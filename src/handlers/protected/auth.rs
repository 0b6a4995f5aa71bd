// handlers/protected/auth.rs - GET /api/auth/whoami

use axum::extract::State;
use serde::Serialize;

use crate::database::models::User;
use crate::middleware::{ApiResponse, ApiResult, CurrentUser};
use crate::state::AppState;

#[derive(Debug, Serialize)]
pub struct WhoAmI {
    pub user: User,
    pub is_admin: bool,
}

pub async fn whoami_get(State(state): State<AppState>, CurrentUser(user): CurrentUser) -> ApiResult<WhoAmI> {
    let is_admin = state.is_admin(&user);
    Ok(ApiResponse::success(WhoAmI { user, is_admin }))
}
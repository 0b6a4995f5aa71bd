use chrono::{DateTime, Utc};
use serde::{Deserialize, Serialize};

#[derive(Debug, Clone, Serialize, Deserialize)]
#[serde(rename_all = "camelCase")]
pub struct Post {
    pub slug: String,
    pub title: String,
    pub markdown: String,
    pub created_at: DateTime<Utc>,
    pub updated_at: DateTime<Utc>,
}

#[derive(Debug, Clone, PartialEq, Serialize, Deserialize)]
pub struct PostListing {
    pub slug: String,
    pub title: String,
}

/// Fields an admin submits when creating or editing a post
#[derive(Debug, Clone, PartialEq, Serialize, Deserialize)]
pub struct NewPost {
    pub title: String,
    pub slug: String,
    pub markdown: String,
}
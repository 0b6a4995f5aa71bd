#![allow(dead_code)]

use std::process::{Child, Command, Stdio};
use std::time::{Duration, Instant};

use anyhow::{Context, Result};
use reqwest::StatusCode;

pub const ADMIN_EMAIL: &str = "admin@quill.test";

/// One `quill-api` process per test; killed when the handle drops
pub struct TestServer {
    pub port: u16,
    pub base_url: String,
    child: Child,
}

impl TestServer {
    pub async fn start() -> Result<Self> {
        let server = Self::spawn()?;
        server.wait_ready(Duration::from_secs(10)).await?;
        Ok(server)
    }

    fn spawn() -> Result<Self> {
        let port = portpicker::pick_unused_port().context("failed to pick free port")?;
        let base_url = format!("http://127.0.0.1:{}", port);

        // In-memory store so the suite needs no database
        let mut cmd = Command::new(env!("CARGO_BIN_EXE_quill-api"));
        cmd.env("QUILL_API_PORT", port.to_string())
            .env("APP_ENV", "development")
            .env("STORE_BACKEND", "memory")
            .env("ADMIN_EMAIL", ADMIN_EMAIL)
            .env("SESSION_SECRET", "quill-integration-secret")
            .env_remove("DATABASE_URL")
            .stdin(Stdio::null())
            .stdout(Stdio::inherit())
            .stderr(Stdio::inherit());

        let child = cmd.spawn().context("failed to spawn server binary")?;

        Ok(Self { port, base_url, child })
    }

    async fn wait_ready(&self, timeout: Duration) -> Result<()> {
        let client = reqwest::Client::new();
        let deadline = Instant::now() + timeout;
        while Instant::now() < deadline {
            let url = format!("{}/health", self.base_url);
            if let Ok(resp) = client.get(&url).send().await {
                if resp.status() == StatusCode::OK {
                    return Ok(());
                }
            }
            tokio::time::sleep(Duration::from_millis(150)).await;
        }
        anyhow::bail!("server did not become ready on {} within {:?}", self.base_url, timeout)
    }
}

impl Drop for TestServer {
    fn drop(&mut self) {
        let _ = self.child.kill();
        let _ = self.child.wait();
    }
}
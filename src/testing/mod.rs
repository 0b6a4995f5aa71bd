use std::sync::Arc;

use axum::{
    body::{to_bytes, Body},
    http::{header, Method, Request, StatusCode},
    Router,
};
use serde_json::Value;
use tower::ServiceExt;

use crate::app;
use crate::config::AppConfig;
use crate::database::MemoryEngine;
use crate::events::EventChannel;
use crate::state::AppState;

pub const TEST_ADMIN_EMAIL: &str = "admin@quill.test";
pub const TEST_SESSION_SECRET: &str = "quill-test-session-secret";

/// Development preset with a fixed admin and secret
pub fn test_config() -> AppConfig {
    let mut config = AppConfig::development();
    config.security.admin_email = TEST_ADMIN_EMAIL.to_string();
    config.security.session_secret = TEST_SESSION_SECRET.to_string();
    config
}

/// Fresh in-memory state with the startup subscribers
pub fn test_state() -> AppState {
    AppState::with_engine(test_config(), Arc::new(MemoryEngine::new()))
}

/// Fresh in-memory state using a caller-built channel
pub fn test_state_with_channel(channel: EventChannel) -> AppState {
    AppState::with_channel(test_config(), Arc::new(MemoryEngine::new()), channel)
}

/// Drives the router in-process with `tower::ServiceExt::oneshot`
pub struct TestApp {
    pub state: AppState,
    router: Router,
}

/// Status, `Location` header, and parsed JSON body (`Null` when empty)
#[derive(Debug)]
pub struct TestResponse {
    pub status: StatusCode,
    pub location: Option<String>,
    pub body: Value,
}

impl TestApp {
    pub fn new() -> Self {
        Self::with_state(test_state())
    }

    pub fn with_state(state: AppState) -> Self {
        let router = app::router(state.clone());
        Self { state, router }
    }

    pub async fn get(&self, uri: &str, token: Option<&str>) -> anyhow::Result<TestResponse> {
        self.send(Method::GET, uri, token, None, Body::empty()).await
    }

    pub async fn delete(&self, uri: &str, token: Option<&str>) -> anyhow::Result<TestResponse> {
        self.send(Method::DELETE, uri, token, None, Body::empty()).await
    }

    pub async fn post_json(&self, uri: &str, token: Option<&str>, body: &Value) -> anyhow::Result<TestResponse> {
        let body = Body::from(serde_json::to_vec(body)?);
        self.send(Method::POST, uri, token, Some("application/json"), body).await
    }

    pub async fn post_form(
        &self,
        uri: &str,
        token: Option<&str>,
        fields: &[(&str, &str)],
    ) -> anyhow::Result<TestResponse> {
        let encoded = url::form_urlencoded::Serializer::new(String::new())
            .extend_pairs(fields)
            .finish();
        self.send(
            Method::POST,
            uri,
            token,
            Some("application/x-www-form-urlencoded"),
            Body::from(encoded),
        )
        .await
    }

    /// Create an account and return its session token
    pub async fn join(&self, email: &str, password: &str) -> anyhow::Result<String> {
        let response = self
            .post_json(
                "/auth/join",
                None,
                &serde_json::json!({ "email": email, "password": password }),
            )
            .await?;
        anyhow::ensure!(
            response.status == StatusCode::CREATED,
            "join failed: {} {}",
            response.status,
            response.body
        );
        response.body["data"]["token"]
            .as_str()
            .map(str::to_string)
            .ok_or_else(|| anyhow::anyhow!("join response has no token"))
    }

    async fn send(
        &self,
        method: Method,
        uri: &str,
        token: Option<&str>,
        content_type: Option<&str>,
        body: Body,
    ) -> anyhow::Result<TestResponse> {
        let mut request = Request::builder().method(method).uri(uri);
        if let Some(token) = token {
            request = request.header(header::AUTHORIZATION, format!("Bearer {}", token));
        }
        if let Some(content_type) = content_type {
            request = request.header(header::CONTENT_TYPE, content_type);
        }

        let response = self.router.clone().oneshot(request.body(body)?).await?;
        let status = response.status();
        let location = response
            .headers()
            .get(header::LOCATION)
            .and_then(|v| v.to_str().ok())
            .map(str::to_string);
        let bytes = to_bytes(response.into_body(), usize::MAX).await?;
        let body = if bytes.is_empty() {
            Value::Null
        } else {
            serde_json::from_slice(&bytes).unwrap_or_else(|_| Value::String(String::from_utf8_lossy(&bytes).into_owned()))
        };

        Ok(TestResponse { status, location, body })
    }
}

impl Default for TestApp {
    fn default() -> Self {
        Self::new()
    }
}
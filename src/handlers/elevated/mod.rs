// handlers/elevated/mod.rs - admin only
//
// Every handler takes `AdminUser`, so the gate runs before the body is read.

pub mod posts;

**Task description:** Would you return the full set of entries, unchanged in every detail?

**Solution:**
filename src/handlers/protected/auth.rs
repository 0b6a4995f5aa71bd
// handlers/protected/auth.rs - GET /api/auth/whoami

use axum::extract::State;
use serde::Serialize;

use crate::database::models::User;
use crate::middleware::{ApiResponse, ApiResult, CurrentUser};
use crate::state::AppState;

#[derive(Debug, Serialize)]
pub struct WhoAmI {
    pub user: User,
    pub is_admin: bool,
}

pub async fn whoami_get(State(state): State<AppState>, CurrentUser(user): CurrentUser) -> ApiResult<WhoAmI> {
    let is_admin = state.is_admin(&user);
    Ok(ApiResponse::success(WhoAmI { user, is_admin }))
}
repository 0b6a4995f5aa71bd
use chrono::{DateTime, Utc};
use serde::{Deserialize, Serialize};

#[derive(Debug, Clone, Serialize, Deserialize)]
#[serde(rename_all = "camelCase")]
pub struct Post {
    pub slug: String,
    pub title: String,
    pub markdown: String,
    pub created_at: DateTime<Utc>,
    pub updated_at: DateTime<Utc>,
}

#[derive(Debug, Clone, PartialEq, Serialize, Deserialize)]
pub struct PostListing {
    pub slug: String,
    pub title: String,
}

/// Fields an admin submits when creating or editing a post
#[derive(Debug, Clone, PartialEq, Serialize, Deserialize)]
pub struct NewPost {
    pub title: String,
    pub slug: String,
    pub markdown: String,
}
repository 0b6a4995f5aa71bd
#![allow(dead_code)]

use std::process::{Child, Command, Stdio};
use std::time::{Duration, Instant};

use anyhow::{Context, Result};
use reqwest::StatusCode;

pub const ADMIN_EMAIL: &str = "admin@quill.test";

/// One `quill-api` process per test; killed when the handle drops
pub struct TestServer {
    pub port: u16,
    pub base_url: String,
    child: Child,
}

impl TestServer {
    pub async fn start() -> Result<Self> {
        let server = Self::spawn()?;
        server.wait_ready(Duration::from_secs(10)).await?;
        Ok(server)
    }

    fn spawn() -> Result<Self> {
        let port = portpicker::pick_unused_port().context("failed to pick free port")?;
        let base_url = format!("http://127.0.0.1:{}", port);

        // In-memory store so the suite needs no database
        let mut cmd = Command::new(env!("CARGO_BIN_EXE_quill-api"));
        cmd.env("QUILL_API_PORT", port.to_string())
            .env("APP_ENV", "development")
            .env("STORE_BACKEND", "memory")
            .env("ADMIN_EMAIL", ADMIN_EMAIL)
            .env("SESSION_SECRET", "quill-integration-secret")
            .env_remove("DATABASE_URL")
            .stdin(Stdio::null())
            .stdout(Stdio::inherit())
            .stderr(Stdio::inherit());

        let child = cmd.spawn().context("failed to spawn server binary")?;

        Ok(Self { port, base_url, child })
    }

    async fn wait_ready(&self, timeout: Duration) -> Result<()> {
        let client = reqwest::Client::new();
        let deadline = Instant::now() + timeout;
        while Instant::now() < deadline {
            let url = format!("{}/health", self.base_url);
            if let Ok(resp) = client.get(&url).send().await {
                if resp.status() == StatusCode::OK {
                    return Ok(());
                }
            }
            tokio::time::sleep(Duration::from_millis(150)).await;
        }
        anyhow::bail!("server did not become ready on {} within {:?}", self.base_url, timeout)
    }
}

impl Drop for TestServer {
    fn drop(&mut self) {
        let _ = self.child.kill();
        let _ = self.child.wait();
    }
}
filename src/testing/mod.rs
repository 0b6a4995f5aa71bd
use std::sync::Arc;

use axum::{
    body::{to_bytes, Body},
    http::{header, Method, Request, StatusCode},
    Router,
};
use serde_json::Value;
use tower::ServiceExt;

use crate::app;
use crate::config::AppConfig;
use crate::database::MemoryEngine;
use crate::events::EventChannel;
use crate::state::AppState;

pub const TEST_ADMIN_EMAIL: &str = "admin@quill.test";
pub const TEST_SESSION_SECRET: &str = "quill-test-session-secret";

/// Development preset with a fixed admin and secret
pub fn test_config() -> AppConfig {
    let mut config = AppConfig::development();
    config.security.admin_email = TEST_ADMIN_EMAIL.to_string();
    config.security.session_secret = TEST_SESSION_SECRET.to_string();
    config
}

/// Fresh in-memory state with the startup subscribers
pub fn test_state() -> AppState {
    AppState::with_engine(test_config(), Arc::new(MemoryEngine::new()))
}

/// Fresh in-memory state using a caller-built channel
pub fn test_state_with_channel(channel: EventChannel) -> AppState {
    AppState::with_channel(test_config(), Arc::new(MemoryEngine::new()), channel)
}

/// Drives the router in-process with `tower::ServiceExt::oneshot`
pub struct TestApp {
    pub state: AppState,
    router: Router,
}

/// Status, `Location` header, and parsed JSON body (`Null` when empty)
#[derive(Debug)]
pub struct TestResponse {
    pub status: StatusCode,
    pub location: Option<String>,
    pub body: Value,
}

impl TestApp {
    pub fn new() -> Self {
        Self::with_state(test_state())
    }

    pub fn with_state(state: AppState) -> Self {
        let router = app::router(state.clone());
        Self { state, router }
    }

    pub async fn get(&self, uri: &str, token: Option<&str>) -> anyhow::Result<TestResponse> {
        self.send(Method::GET, uri, token, None, Body::empty()).await
    }

    pub async fn delete(&self, uri: &str, token: Option<&str>) -> anyhow::Result<TestResponse> {
        self.send(Method::DELETE, uri, token, None, Body::empty()).await
    }

    pub async fn post_json(&self, uri: &str, token: Option<&str>, body: &Value) -> anyhow::Result<TestResponse> {
        let body = Body::from(serde_json::to_vec(body)?);
        self.send(Method::POST, uri, token, Some("application/json"), body).await
    }

    pub async fn post_form(
        &self,
        uri: &str,
        token: Option<&str>,
        fields: &[(&str, &str)],
    ) -> anyhow::Result<TestResponse> {
        let encoded = url::form_urlencoded::Serializer::new(String::new())
            .extend_pairs(fields)
            .finish();
        self.send(
            Method::POST,
            uri,
            token,
            Some("application/x-www-form-urlencoded"),
            Body::from(encoded),
        )
        .await
    }

    /// Create an account and return its session token
    pub async fn join(&self, email: &str, password: &str) -> anyhow::Result<String> {
        let response = self
            .post_json(
                "/auth/join",
                None,
                &serde_json::json!({ "email": email, "password": password }),
            )
            .await?;
        anyhow::ensure!(
            response.status == StatusCode::CREATED,
            "join failed: {} {}",
            response.status,
            response.body
        );
        response.body["data"]["token"]
            .as_str()
            .map(str::to_string)
            .ok_or_else(|| anyhow::anyhow!("join response has no token"))
    }

    async fn send(
        &self,
        method: Method,
        uri: &str,
        token: Option<&str>,
        content_type: Option<&str>,
        body: Body,
    ) -> anyhow::Result<TestResponse> {
        let mut request = Request::builder().method(method).uri(uri);
        if let Some(token) = token {
            request = request.header(header::AUTHORIZATION, format!("Bearer {}", token));
        }
        if let Some(content_type) = content_type {
            request = request.header(header::CONTENT_TYPE, content_type);
        }

        let response = self.router.clone().oneshot(request.body(body)?).await?;
        let status = response.status();
        let location = response
            .headers()
            .get(header::LOCATION)
            .and_then(|v| v.to_str().ok())
            .map(str::to_string);
        let bytes = to_bytes(response.into_body(), usize::MAX).await?;
        let body = if bytes.is_empty() {
            Value::Null
        } else {
            serde_json::from_slice(&bytes).unwrap_or_else(|_| Value::String(String::from_utf8_lossy(&bytes).into_owned()))
        };

        Ok(TestResponse { status, location, body })
    }
}

impl Default for TestApp {
    fn default() -> Self {
        Self::new()
    }
}
filename src/handlers/elevated/mod.rs
// handlers/elevated/mod.rs - admin only
//
// Every handler takes `AdminUser`, so the gate runs before the body is read.

pub mod posts;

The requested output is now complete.